Frank Johnson

Of dyers, drapers, weavers and other trichological Fabrications

Of dyers, drapers, weavers and other trichological Fabrications

issue 24 May 2003

One day last week, the only subject of conversation among those of us employed to observe proceedings from the House of Commons gallery was the blond hair of Mr Michael Fabricant, the Conservative member for Lichfield. It had become luxuriously longer than ever before, tumbling below his rear collar so that it was the most exciting that I had seen since the demise of Jayne Mansfield, or at least since Mr (now Lord) Heseltine procured the demise of Mrs Thatcher, herself no mean contender for these compliments.

Mr Simon Hoggart wrote about Mr Fabricant’s hair in the Guardian. I, in the Daily Telegraph, did not mention it. What conclusion should be drawn from this, other than the obvious and to me painful one that if you really want to read about what people at Westminster are talking about, you should read Mr Hoggart rather than me? What I mean is: what conclusion should be drawn from the thing itself; Mr Fabricant’s hair?

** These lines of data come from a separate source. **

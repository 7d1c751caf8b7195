//! [`FirestoreStore`] – Cloud Firestore REST v1 client.
//!
//! Reads documents through the public REST surface:
//!
//! ```text
//! GET {base}/v1/projects/{project}/databases/(default)/documents/{collection}/{id}?key=…
//! GET {base}/v1/projects/{project}/databases/(default)/documents/{collection}?pageSize=…&pageToken=…
//! ```
//!
//! Field values arrive wrapped in a type tag (`{"stringValue": "…"}`,
//! `{"integerValue": "42"}` – integers are transported as strings).  Only
//! scalar tags are decoded; nested maps, arrays, timestamps and references are
//! skipped.
//!
//! # Example
//!
//! ```rust,no_run
//! use waymark_content::{DocumentStore, FirestoreStore};
//!
//! # async fn demo() {
//! let store = FirestoreStore::new("my-campus-project", Some("AIza…".into()));
//! let doc = store.get_document("buildingLocations", "library").await;
//! # }
//! ```

use async_trait::async_trait;
use reqwest::{StatusCode, Url};
use serde::Deserialize;
use serde_json::Value;
use tracing::{debug, instrument};

use crate::store::{Document, DocumentStore, FieldValue, StoreError};

/// Public Firestore endpoint.  Override with
/// [`FirestoreStore::with_base_url`] to target the local emulator.
pub const DEFAULT_BASE_URL: &str = "https://firestore.googleapis.com";

/// Documents requested per listing page.
const PAGE_SIZE: u32 = 300;

// ─────────────────────────────────────────────────────────────────────────────
// Wire shapes
// ─────────────────────────────────────────────────────────────────────────────

#[derive(Deserialize)]
struct ErrorEnvelope {
    error: ErrorBody,
}

#[derive(Deserialize)]
struct ErrorBody {
    #[serde(default)]
    message: String,
    #[serde(default)]
    status: String,
}

#[derive(Deserialize)]
#[serde(rename_all = "camelCase")]
struct ListResponse {
    #[serde(default)]
    documents: Vec<Value>,
    next_page_token: Option<String>,
}

// ─────────────────────────────────────────────────────────────────────────────
// FirestoreStore
// ─────────────────────────────────────────────────────────────────────────────

/// A [`DocumentStore`] backed by a Firestore project.
///
/// Construct once and share; the inner [`reqwest::Client`] pools connections.
pub struct FirestoreStore {
    base_url: String,
    project_id: String,
    api_key: Option<String>,
    client: reqwest::Client,
}

impl std::fmt::Debug for FirestoreStore {
    fn fmt(&self, f: &mut std::fmt::Formatter<'_>) -> std::fmt::Result {
        f.debug_struct("FirestoreStore")
            .field("base_url", &self.base_url)
            .field("project_id", &self.project_id)
            .field("api_key", &self.api_key.as_ref().map(|_| "[REDACTED]"))
            .finish()
    }
}

impl FirestoreStore {
    pub fn new(project_id: impl Into<String>, api_key: Option<String>) -> Self {
        Self {
            base_url: DEFAULT_BASE_URL.to_string(),
            project_id: project_id.into(),
            api_key,
            client: reqwest::Client::new(),
        }
    }

    /// Point the client at a different host, e.g. `http://localhost:8080`.
    pub fn with_base_url(mut self, base_url: impl Into<String>) -> Self {
        self.base_url = base_url.into();
        self
    }

    pub fn project_id(&self) -> &str {
        &self.project_id
    }

    /// Build the REST URL for `segments` below the database's `documents`
    /// root.  Segments are percent-encoded individually.
    fn documents_url(&self, segments: &[&str]) -> Result<Url, StoreError> {
        let mut url = Url::parse(&self.base_url)
            .map_err(|e| StoreError::Transport(format!("invalid base URL {}: {e}", self.base_url)))?;
        url.path_segments_mut()
            .map_err(|()| StoreError::Transport(format!("base URL {} cannot hold a path", self.base_url)))?
            .pop_if_empty()
            .extend([
                "v1",
                "projects",
                self.project_id.as_str(),
                "databases",
                "(default)",
                "documents",
            ])
            .extend(segments);
        if let Some(key) = &self.api_key {
            url.query_pairs_mut().append_pair("key", key);
        }
        Ok(url)
    }

    async fn fetch(&self, url: Url) -> Result<(StatusCode, String), StoreError> {
        let response = self
            .client
            .get(url)
            .send()
            .await
            .map_err(|e| StoreError::Transport(e.to_string()))?;
        let status = response.status();
        let body = response
            .text()
            .await
            .map_err(|e| StoreError::Transport(e.to_string()))?;
        Ok((status, body))
    }
}

#[async_trait]
impl DocumentStore for FirestoreStore {
    #[instrument(skip(self), fields(project = %self.project_id))]
    async fn get_document(
        &self,
        collection: &str,
        id: &str,
    ) -> Result<Option<Document>, StoreError> {
        let url = self.documents_url(&[collection, id])?;
        let (status, body) = self.fetch(url).await?;

        if status == StatusCode::NOT_FOUND {
            debug!("document does not exist");
            return Ok(None);
        }
        if !status.is_success() {
            return Err(classify_error(status.as_u16(), &body));
        }

        let raw: Value =
            serde_json::from_str(&body).map_err(|e| StoreError::Malformed(e.to_string()))?;
        decode_document(&raw).map(Some)
    }

    #[instrument(skip(self), fields(project = %self.project_id))]
    async fn list_documents(
        &self,
        collection: &str,
    ) -> Result<Vec<(String, Document)>, StoreError> {
        let mut out = Vec::new();
        let mut page_token: Option<String> = None;

        loop {
            let mut url = self.documents_url(&[collection])?;
            {
                let mut query = url.query_pairs_mut();
                query.append_pair("pageSize", &PAGE_SIZE.to_string());
                if let Some(token) = &page_token {
                    query.append_pair("pageToken", token);
                }
            }

            let (status, body) = self.fetch(url).await?;
            if status == StatusCode::NOT_FOUND {
                break;
            }
            if !status.is_success() {
                return Err(classify_error(status.as_u16(), &body));
            }

            let page: ListResponse =
                serde_json::from_str(&body).map_err(|e| StoreError::Malformed(e.to_string()))?;
            for raw in &page.documents {
                let id = raw
                    .get("name")
                    .and_then(Value::as_str)
                    .and_then(document_id_from_name)
                    .ok_or_else(|| StoreError::Malformed("document without a name".into()))?;
                out.push((id.to_string(), decode_document(raw)?));
            }
            debug!(page_documents = page.documents.len(), total = out.len(), "listed page");

            match page.next_page_token {
                Some(token) if !token.is_empty() => page_token = Some(token),
                _ => break,
            }
        }

        Ok(out)
    }
}

// ─────────────────────────────────────────────────────────────────────────────
// Decoding helpers
// ─────────────────────────────────────────────────────────────────────────────

/// Map a non-success response onto a [`StoreError`].
pub fn classify_error(code: u16, body: &str) -> StoreError {
    let (message, status) = match serde_json::from_str::<ErrorEnvelope>(body) {
        Ok(envelope) => (envelope.error.message, envelope.error.status),
        Err(_) => (body.trim().to_string(), String::new()),
    };
    if code == 403 || status == "PERMISSION_DENIED" {
        StoreError::PermissionDenied(message)
    } else {
        StoreError::Status { code, message }
    }
}

/// Decode the `fields` object of a Firestore document resource.
///
/// A document with no `fields` key is valid and decodes to an empty map.
pub fn decode_document(raw: &Value) -> Result<Document, StoreError> {
    let Some(fields) = raw.get("fields") else {
        return Ok(Document::new());
    };
    let fields = fields
        .as_object()
        .ok_or_else(|| StoreError::Malformed("`fields` is not an object".into()))?;

    let mut doc = Document::with_capacity(fields.len());
    for (name, value) in fields {
        if let Some(decoded) = decode_value(value)? {
            doc.insert(name.clone(), decoded);
        }
    }
    Ok(doc)
}

/// Decode one typed value.  `Ok(None)` for tags this store does not model.
fn decode_value(value: &Value) -> Result<Option<FieldValue>, StoreError> {
    let Some(object) = value.as_object() else {
        return Err(StoreError::Malformed(format!("field value is not an object: {value}")));
    };

    if let Some(s) = object.get("stringValue") {
        let s = s
            .as_str()
            .ok_or_else(|| StoreError::Malformed("stringValue is not a string".into()))?;
        return Ok(Some(FieldValue::String(s.to_string())));
    }
    if let Some(v) = object.get("doubleValue") {
        // NaN and infinities arrive as strings.
        let v = match v {
            Value::Number(n) => n.as_f64(),
            Value::String(s) => s.parse().ok(),
            _ => None,
        }
        .ok_or_else(|| StoreError::Malformed(format!("bad doubleValue: {v}")))?;
        return Ok(Some(FieldValue::Double(v)));
    }
    if let Some(v) = object.get("integerValue") {
        let v = match v {
            Value::String(s) => s.parse().ok(),
            Value::Number(n) => n.as_i64(),
            _ => None,
        }
        .ok_or_else(|| StoreError::Malformed(format!("bad integerValue: {v}")))?;
        return Ok(Some(FieldValue::Integer(v)));
    }
    if let Some(v) = object.get("booleanValue") {
        let v = v
            .as_bool()
            .ok_or_else(|| StoreError::Malformed("booleanValue is not a bool".into()))?;
        return Ok(Some(FieldValue::Boolean(v)));
    }
    if object.contains_key("nullValue") {
        return Ok(Some(FieldValue::Null));
    }
    Ok(None)
}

Mr Hoggart’s many writings on the issue proceed from the assumption that the hair is a wig. As befits a journalist of a liberal disposition, he believes in, to modify Herbert Butterfield’s influential book of the 1930s, The Wig Interpretation of History. Dr Johnson, when he reported on Commons debates, being a Tory, said that he took care to ensure that ‘the Whig dogs did not have the best of it’. Mr Hoggart seems determined that what should not have the best of it are the dog wigs. That Mr Fabricant’s hair is a dog of a wig is the basis of Mr Hoggart’s view of the subject.

Not just Mr Hoggart’s; at afternoon tea in the gallery canteen on the day in question, that Mr Fabricant’s hair was a wig was, among my colleagues, a given. The only dispute was: a wig or a weave? Few doubted that some of the hair is Mr Fabricant’s naturally.